- Created: 26 April 2014
The third dialogue talk between the Venezuelan government and opposition has produced more results, while the armed forces have largely “liberated” another city from militant opposition street barricades.
During last night’s peace talk between prominent members of the government and the opposition’s Democratic Unity Table (MUD) coalition, the opposition agreed to designate two representatives to the Truth Commission.
The Commission is a proposal by President Nicolas Maduro to investigate “all” acts of political violence that have occurred during the opposition’s recent protests, riots and street barricades. The actions have affected civil life since early February, but have reduced in intensity in recent weeks.
The Truth Commission will also have parliamentary representatives from the government’s United Socialist Party of Venezuela (PSUV) and “respected” members of civil society.
Another agreement which is advancing is the replacement of 11 Supreme Court (TSJ) judges and 3 National Electoral Council (CNE) rectors whose terms of office have expired. New appointments will be nominated by a parliamentary committee which will have both government and opposition representatives. The nominations will then need to be approved by a two-thirds majority in the National Assembly.
Some radical opposition groupings are boycotting the process. The Project Venezuela party, which has 3 of the opposition’s 66 National Assembly seats, has said it doesn’t want to “legitimise totalitarianism”.
There are areas where the government and opposition have not reached agreement in the dialogue sessions, which began earlier this month after the Union of South American Nations (UNASUR) laid the groundwork for the opposition to agree to peace talks.
The opposition has been pushing for an amnesty law for what it terms “political” prisoners and exiles. A key case is that of Ivan Simonovis, the former head of the Caracas police who was convicted in 2009 for his role in civilian killings during the opposition’s short-lived coup attempt in 2002. The opposition maintains that Simonovis is innocent.
While it was agreed to form a medical commission to evaluate Simonovis’ current state of health, Maduro last night rejected the idea of amnesty for Simonovis and similar figures.
“The opposition insists that we free the person who directed the killings. A fair trial was conducted with the right to defence…and there are the recordings of when he [Simonovis] gave the orders to fire,” said Maduro last night, while also reminding the country that 19 people had died and many were wounded in the events leading up to the coup.
Members of the Organisation of Victims of 11 April 2002 also participated in the dialogue meeting last night, and likewise rejected the idea of an amnesty law for figures such as Simonovis.
“We don’t believe in an amnesty law…we can’t accept any law that leads to impunity,” said Edgar Marquez, a university professor and spokesperson for the victims group.
Nevertheless both the government and the moderate opposition remain committed to the talks, with MUD spokesperson Ramon Aveledo saying that dialogue is necessary.

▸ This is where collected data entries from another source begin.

//! docchat CLI entry point.

use anyhow::Result;
use clap::Parser;
use docchat::cli::{commands, Cli, Commands};
use docchat::config::Settings;
use std::path::PathBuf;
use tracing_subscriber::{layer::SubscriberExt, util::SubscriberInitExt, EnvFilter};

#[tokio::main]
async fn main() -> Result<()> {
    let cli = Cli::parse();

    // Load configuration
    let config_path = cli.config.as_ref().map(PathBuf::from);
    let settings = Settings::load_from(config_path.as_ref())?;

    // Initialize logging
    let log_level = cli.log_level(&settings.general.log_level);

    tracing_subscriber::registry()
        .with(EnvFilter::new(
            std::env::var("RUST_LOG").unwrap_or_else(|_| format!("docchat={}", log_level)),
        ))
        .with(tracing_subscriber::fmt::layer().with_target(false))
        .init();

    // Execute command
    match &cli.command {
        Commands::Serve { host, port } => {
            commands::run_serve(host.clone(), *port, settings).await?;
        }

        Commands::Chat {
            endpoint,
            api_key,
            protocol,
        } => {
            commands::run_chat(endpoint.clone(), api_key.clone(), *protocol, settings).await?;
        }

        Commands::Ask { question } => {
            commands::run_ask(question, settings).await?;
        }

        Commands::Index { dir, rebuild } => {
            std::fs::create_dir_all(settings.data_dir())?;
            commands::run_index(dir, *rebuild, settings).await?;
        }

        Commands::Config { action } => {
            commands::run_config(action, config_path, settings)?;
        }
    }

    Ok(())
}
//! OpenAI-compatible client configuration.
//!
//! Both the embedding provider and the chat provider speak the OpenAI API;
//! they differ only in base URL and credential.

use crate::error::{DocchatError, Result};
use async_openai::{config::OpenAIConfig, Client};
use std::time::Duration;

/// Default timeout for provider requests (5 minutes).
const DEFAULT_TIMEOUT_SECS: u64 = 300;

/// Read a provider credential from the named environment variable.
pub fn api_key_from_env(var: &str) -> Result<String> {
    match std::env::var(var) {
        Ok(key) if !key.trim().is_empty() => Ok(key),
        Ok(_) => Err(DocchatError::Config(format!("{} is empty", var))),
        Err(_) => Err(DocchatError::Config(format!(
            "{} not set. Set it with: export {}='...'",
            var, var
        ))),
    }
}

/// Create a client for an OpenAI-compatible API.
pub fn create_client(api_base: &str, api_key: &str) -> Result<Client<OpenAIConfig>> {
    create_client_with_timeout(api_base, api_key, Duration::from_secs(DEFAULT_TIMEOUT_SECS))
}

/// Create a client with a custom timeout.
pub fn create_client_with_timeout(
    api_base: &str,
    api_key: &str,
    timeout: Duration,
) -> Result<Client<OpenAIConfig>> {
    let http_client = reqwest::Client::builder().timeout(timeout).build()?;

    let config = OpenAIConfig::new()
        .with_api_base(api_base.trim_end_matches('/'))
        .with_api_key(api_key);

    Ok(Client::with_config(config).with_http_client(http_client))
}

“In today’s meeting both sides coincided in the need to generate results. Dialogue is the legitimate and democratic way between people with different opinions…we need to advance more quickly,” he told the press last night.
However the radical wing of the opposition continues to call for protests and street activity, has rejected the talks and criticised more moderate opposition figures for taking part in them.

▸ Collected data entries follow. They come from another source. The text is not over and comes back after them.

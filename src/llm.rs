//! Streaming chat-completion provider.

use crate::config::LlmSettings;
use crate::error::{DocchatError, Result};
use crate::openai::{api_key_from_env, create_client};
use async_openai::types::{ChatCompletionRequestUserMessageArgs, CreateChatCompletionRequestArgs};
use async_trait::async_trait;
use futures::{Stream, StreamExt};
use std::pin::Pin;
use tracing::{debug, instrument};

/// Stream of generated text fragments, in arrival order.
pub type TokenStream = Pin<Box<dyn Stream<Item = Result<String>> + Send>>;

/// A language model that can stream a completion for a prompt.
#[async_trait]
pub trait LanguageModel: Send + Sync {
    /// Open a token stream for the prompt.
    ///
    /// Errors returned here happen before any token is produced; errors inside
    /// the stream happen mid-generation.
    async fn stream(&self, prompt: &str) -> Result<TokenStream>;

    /// Model identifier, for logging.
    fn name(&self) -> &str;
}

/// Chat-completions model on an OpenAI-compatible endpoint (Groq by default).
pub struct ChatModel {
    client: async_openai::Client<async_openai::config::OpenAIConfig>,
    model: String,
    temperature: f32,
}

impl ChatModel {
    /// Create a model from settings, reading the credential from the environment.
    pub fn from_settings(settings: &LlmSettings) -> Result<Self> {
        let api_key = api_key_from_env(&settings.api_key_env)?;
        Ok(Self {
            client: create_client(&settings.api_base, &api_key)?,
            model: settings.model.clone(),
            temperature: settings.temperature,
        })
    }
}

#[async_trait]
impl LanguageModel for ChatModel {
    #[instrument(skip(self, prompt), fields(model = %self.model))]
    async fn stream(&self, prompt: &str) -> Result<TokenStream> {
        let message = ChatCompletionRequestUserMessageArgs::default()
            .content(prompt)
            .build()
            .map_err(|e| DocchatError::Llm(e.to_string()))?;

        let request = CreateChatCompletionRequestArgs::default()
            .model(&self.model)
            .messages(vec![message.into()])
            .temperature(self.temperature)
            .build()
            .map_err(|e| DocchatError::Llm(e.to_string()))?;

        let stream = self
            .client
            .chat()
            .create_stream(request)
            .await
            .map_err(|e| DocchatError::OpenAI(format!("Failed to open completion stream: {}", e)))?;

        debug!("Completion stream opened");

        let tokens = stream.filter_map(|item| async move {
            match item {
                Ok(response) => {
                    let text: String = response
                        .choices
                        .into_iter()
                        .filter_map(|choice| choice.delta.content)
                        .collect();
                    (!text.is_empty()).then_some(Ok(text))
                }
                Err(e) => Some(Err(DocchatError::OpenAI(format!(
                    "Completion stream failed: {}",
                    e
                )))),
            }
        });

        Ok(Box::pin(tokens))
    }

    fn name(&self) -> &str {
        &self.model
    }
}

The unrest began in early February after right-wing leaders Maria Corina Machado and Leopoldo Lopez called for resistance to the government in a strategy called “The Exit”.
The opposition protest movement that then emerged was marked by both peaceful demonstrations around problems such as high crime and inflation, and a violent strategy of street barricades in an effort to force President Maduro’s resignation. 41 have been killed and hundreds wounded so far, with the majority of deaths apparently linked to the street barricades.
Meanwhile the president’s approval rating has remained above 50% according to a recent poll. According to another poll, 90% of Venezuelans support the dialogue between the government and opposition as a means to end the current political conflict.
Yesterday Venezuelan armed forces and police dismantled the majority of remaining barricades in the Andean city of Mérida, one of the focal points of the unrest. The barricades had shut off schools, universities, medical centres, supermarkets and the main bus terminal. All four of the deaths to occur in the city during the unrest also appear linked to the barricades.
Nearly two thousand officers and hundreds of volunteers were involved in the operation, while residents clapped the effort on. A few local residents were also filmed holding up placards in opposition to the action.
Mérida is one of the last urban areas still affected by the barricades, which at their peak affected the functioning of normal life in up to eight Venezuelan cities.
Army and police units will maintain a deployment in the city in the coming days to prevent the barricades from being re-erected.
Last night Maduro declared that the street barricade strategy has been “defeated”. Addressing the barricade militants through national media, he said, “We have defeated you, the people have defeated you, you are left isolated and repudiated”.
The Venezuelan president also accused the opposition of having “tried to sabotage my first year in government every day…without truce,” but described the previous year as one of “permanent work with the people”.